By SARAH WU

Waking up is like falling down a rollercoaster. In the crowded amusement park, this is what I tell my brother and mother and father. The sky is lined with the curling edge of sunset, warm oranges and yellows blending into the clouds. It makes the outlines of my family into something warm and soft. 

My brother snorts at my statement and looks away. 

I want to say something rasping, sharp. I instead say, When you were younger, you had hypnic jerks that took over your limbs and caused you to convulse like a puppet jerking on a string. When you woke up, you would gasp that you were falling. You should know about falling while waking up.

He mutters something about ridiculousness. I open my mouth again, but on the other side, my mother presses her hand on my shoulder. Her gentle outline is unfamiliar with the sharp grace of the growing shadows. 

She says, Stop dreaming, silly, and she really means, There’s never time after you both left for college, but we are here together now. So stop. 

I shake off her hand and look away.

The amusement part is filled with things that are more metallic than bright: strips of LED lights flash across the steel winding structure of rollercoasters; the plastic sheen of the Ferris wheel cars that tip and shiver with the creaking machinery. Shoulders brush against our own with a ghostly presence — without any substance, but still there. 

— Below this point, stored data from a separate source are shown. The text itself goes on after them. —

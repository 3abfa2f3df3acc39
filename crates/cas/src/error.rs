//! Error types for the action cache

// Rust 1.92 compiler bug: false positives for thiserror/miette derive macro fields
// https://github.com/rust-lang/rust/issues/147648
#![allow(unused_assignments)]

use miette::Diagnostic;
use std::fmt;
use std::path::{Path, PathBuf};
use thiserror::Error;

/// Direction of a blob transfer, used when reporting size-limit violations
#[derive(Debug, Clone, Copy, PartialEq, Eq)]
pub enum Direction {
    /// Moving bytes into the blob store
    Upload,
    /// Moving bytes out of the blob store
    Download,
}

impl fmt::Display for Direction {
    fn fmt(&self, f: &mut fmt::Formatter<'_>) -> fmt::Result {
        match self {
            Self::Upload => f.write_str("Upload"),
            Self::Download => f.write_str("Download"),
        }
    }
}

/// Error type for blob transfer and action cache operations
#[derive(Error, Debug, Diagnostic)]
pub enum Error {
    /// Filesystem I/O failed
    #[error("I/O {operation} failed{}", path.as_ref().map_or(String::new(), |p| format!(": {}", p.display())))]
    #[diagnostic(
        code(remcache::cas::io),
        help("Check file permissions and ensure the path exists")
    )]
    Io {
        /// The underlying I/O error
        #[source]
        source: std::io::Error,
        /// Path that caused the error, if available
        path: Option<Box<Path>>,
        /// Operation that failed (e.g., "read", "write", "create")
        operation: String,
    },

    /// The blob store reported a transport or storage failure
    #[error("Blob store {operation} failed: {message}")]
    #[diagnostic(code(remcache::cas::store))]
    Store {
        /// Store operation that failed
        operation: String,
        /// Description of the failure
        message: String,
    },

    /// A digest-keyed blob is absent from the store
    #[error("Blob not found in cache: {digest}")]
    #[diagnostic(
        code(remcache::cas::not_found),
        help("The blob may have been evicted or never uploaded")
    )]
    NotFound {
        /// The missing digest (`hash/size`)
        digest: String,
    },

    /// A blob is larger than the in-flight memory ceiling
    #[error("{direction}: maximum blob size exceeded: {size_kb}K > {limit_kb}K")]
    #[diagnostic(code(remcache::cas::size_limit))]
    SizeLimitExceeded {
        /// Transfer direction
        direction: Direction,
        /// Blob size in KiB, rounded up
        size_kb: u64,
        /// Configured ceiling in KiB
        limit_kb: u64,
    },

    /// Stored content does not have the size its digest declares
    #[error("Blob {digest} has unexpected size {actual}")]
    #[diagnostic(code(remcache::cas::size_mismatch))]
    SizeMismatch {
        /// The requested digest (`hash/size`)
        digest: String,
        /// Number of bytes actually retrieved
        actual: u64,
    },

    /// A digest string or message is malformed
    #[error("Invalid digest: {0}")]
    #[diagnostic(code(remcache::cas::invalid_digest))]
    InvalidDigest(String),

    /// A stored message could not be decoded
    #[error("Failed to decode {what}")]
    #[diagnostic(code(remcache::cas::decode))]
    Decode {
        /// Kind of message being decoded
        what: &'static str,
        /// Underlying protobuf error
        #[source]
        source: prost::DecodeError,
    },

    /// A Merkle tree could not be assembled from the given entries
    #[error("Invalid input tree: {0}")]
    #[diagnostic(code(remcache::cas::invalid_tree))]
    InvalidTree(String),

    /// The operation needs a feature this cache does not provide
    #[error("{feature} is not supported")]
    #[diagnostic(code(remcache::cas::unsupported))]
    Unsupported {
        /// Description of the unsupported feature
        feature: String,
    },

    /// An output path is not located under the execution root
    #[error("Output {path} is not under execution root {root}")]
    #[diagnostic(code(remcache::cas::outside_exec_root))]
    OutsideExecRoot {
        /// Offending path
        path: PathBuf,
        /// Execution root
        root: PathBuf,
    },

    /// Deleting partially downloaded outputs failed after a download error
    #[error("Failed to delete output files after incomplete download: {}", path.display())]
    #[diagnostic(
        code(remcache::cas::cleanup_failed),
        help("Cannot continue with local execution; remove the listed outputs by hand")
    )]
    CleanupFailed {
        /// The deletion failure
        #[source]
        source: std::io::Error,
        /// Path that could not be deleted
        path: PathBuf,
        /// The download error that triggered the cleanup
        cause: Box<Error>,
    },

    /// A blocking wait was interrupted
    #[error("{operation} was cancelled")]
    #[diagnostic(code(remcache::cas::cancelled))]
    Cancelled {
        /// Operation that was waiting
        operation: String,
    },

    /// Configuration or validation error
    #[error("Cache configuration error: {message}")]
    #[diagnostic(code(remcache::cas::config))]
    Configuration {
        /// Error message describing the configuration issue
        message: String,
    },
}

impl Error {
    /// Create an I/O error with path context
    #[must_use]
    pub fn io(
        source: std::io::Error,
        path: impl AsRef<Path>,
        operation: impl Into<String>,
    ) -> Self {
        Self::Io {
            source,
            path: Some(path.as_ref().into()),
            operation: operation.into(),
        }
    }

    /// Create an I/O error without path context
    #[must_use]
    pub fn io_no_path(source: std::io::Error, operation: impl Into<String>) -> Self {
        Self::Io {
            source,
            path: None,
            operation: operation.into(),
        }
    }

    /// Create a blob store failure
    #[must_use]
    pub fn store(operation: impl Into<String>, message: impl Into<String>) -> Self {
        Self::Store {
            operation: operation.into(),
            message: message.into(),
        }
    }

    /// Create a not found error
    #[must_use]
    pub fn not_found(digest: impl fmt::Display) -> Self {
        Self::NotFound {
            digest: digest.to_string(),
        }
    }

    /// Create an invalid digest error
    #[must_use]
    pub fn invalid_digest(msg: impl Into<String>) -> Self {
        Self::InvalidDigest(msg.into())
    }

    /// Create an invalid tree error
    #[must_use]
    pub fn invalid_tree(msg: impl Into<String>) -> Self {
        Self::InvalidTree(msg.into())
    }

    /// Create a decode error
    #[must_use]
    pub fn decode(what: &'static str, source: prost::DecodeError) -> Self {
        Self::Decode { what, source }
    }

    /// Create an unsupported feature error
    #[must_use]
    pub fn unsupported(feature: impl Into<String>) -> Self {
        Self::Unsupported {
            feature: feature.into(),
        }
    }

    /// Create a cancellation error
    #[must_use]
    pub fn cancelled(operation: impl Into<String>) -> Self {
        Self::Cancelled {
            operation: operation.into(),
        }
    }

    /// Create a configuration error
    #[must_use]
    pub fn configuration(msg: impl Into<String>) -> Self {
        Self::Configuration {
            message: msg.into(),
        }
    }

    /// True when the error means "blob absent"
    #[must_use]
    pub fn is_not_found(&self) -> bool {
        matches!(self, Self::NotFound { .. })
    }

    /// True when the error is an interrupted wait
    #[must_use]
    pub fn is_cancelled(&self) -> bool {
        matches!(self, Self::Cancelled { .. })
    }

    /// Whether a caller may reasonably retry the failed operation
    #[must_use]
    pub fn is_retryable(&self) -> bool {
        match self {
            Self::Io { .. } | Self::Store { .. } => true,
            Self::NotFound { .. }
            | Self::SizeLimitExceeded { .. }
            | Self::SizeMismatch { .. }
            | Self::InvalidDigest(_)
            | Self::InvalidTree(_)
            | Self::Decode { .. }
            | Self::Unsupported { .. }
            | Self::OutsideExecRoot { .. }
            | Self::CleanupFailed { .. }
            | Self::Cancelled { .. }
            | Self::Configuration { .. } => false,
        }
    }

    /// I/O-class failures that leave partially written outputs behind
    #[must_use]
    pub fn triggers_cleanup(&self) -> bool {
        matches!(
            self,
            Self::Io { .. }
                | Self::Store { .. }
                | Self::NotFound { .. }
                | Self::SizeMismatch { .. }
                | Self::Decode { .. }
        )
    }

    /// The original download failure carried by a [`Error::CleanupFailed`]
    #[must_use]
    pub fn download_error(&self) -> Option<&Self> {
        match self {
            Self::CleanupFailed { cause, .. } => Some(cause),
            _ => None,
        }
    }
}

/// Result type for cache operations
pub type Result<T> = std::result::Result<T, Error>;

Our family stops by the row of stalls with carnival games. There are dangling stuffed animals filled with plastic beads, rows of bright orange basketballs and wiry hoops, the tinny sound of the announcer’s voice — Come right up! Win a prize for only a few dollars!

My father ambles toward the prizes. He turns back to my brother and me, a wistful smile on his face. Do you remember when we used to bring you both to amusement parks? I won that massive teddy bear for both of you.

I say, That was more than ten years ago. I was eight.

My brother says, I was six. 

He sticks his hands in his pockets and adds, Also, you kept on missing the basketball shots. You said you spent 30 dollars on a cheap plastic stuffed animal, and I thought I wasted all your money and that was all of our money and we couldn’t buy any food anymore, and my dad says, Oh, and laughs and shrugs.

We end up walking past the carnival games and rollercoaster rides. We decide to ride the swing carousel, and when I am up in the air alone, I dangle my feet from the seat hundreds of feet in the air and pretend that I am flying. Below, the people are ants and I imagine destroying entire homes in one step.

At the end of the day, exhaustion swallows when we return to the car. My family’s breathing creates a living creature, rumbling and sucking in air. It is a comforting, lullaby-like sound, easy to fall asleep to, and that’s what I do, my head tilted uncomfortably to the side.

I dream back to the time when my mother cut slivers from cardboard boxes — brown, sturdy little things — and place them into brother’s shoes. That way, when the attendant passed by, my brother was just tall enough (Not a centimeter over! the attendant would exclaim) to ride the largest rollercoaster. The gates! someone would cry, They’re opening! and in we rushed through, surrounded by the flickering trails of lights circling the ride. The plastic seats shone. Help me up! my brother would announce, and I would gently gather my brother’s hands and hoist him up — there you go! I said, and he would beam so brightly that I told him he smiled just like the amusement park, glittering and silver-sweet. When the seatbelt came down, he didn’t let go of my hand, and this was how we soared through the stars, our hands warm and sweaty, as we rose up, up, up! into the air and forever pressed by the skies’ soft exhale.

But the dusky, shimmering sky is too large and beautiful for any sky that I know in real life, and this is when I realize that I am perhaps more like my father than I thought, a dreamer of the past. It is surprisingly less heartbreaking than I think it would be, to remember the present, perhaps because I know that the way I remember my brother — slight and cheeky and brilliant — was never how he truly was. 

In the sparkling expanse of night sky, I turn to the dream version of my brother; I tell him — it is okay. You don’t have to stay. He grins and glimmers sadly and says — dreamers don’t usually remember what they dream — and I want to ask him what he means, but we have climbed to the top of the ride, and I already know it is too late. The last thing I feel is his touch, his hand still clutching mine, and the rollercoaster/dream jerks/falls —

— and I gasp 

                        awake.

When I wake up, it is dark. I am in the container of the car leaving the amusement park, and my cheek is pressed against the icy glass of the window. The sky is coldly bright and clear. Outside, the trees are already dressed in hints of magnificent golds and reds and oranges that swirl past branches and carpet the bare grounds, lit by moonlight puddling.

How was your nap? my brother next to me asks, offhandedly. His face is lit up quietly in the glow of his phone. I try to remember what I was dreaming about, and I only remember sweet stickiness lingering, like a piece of sugar candy long dissolved.

It was okay, I say, and he nods, not listening. Our conversation ends. In silence, we sit in the back of the car, and behind our reflections against our respective windows, the colorful leaves celebrate the arrival of another new season, another fall passing and awakening.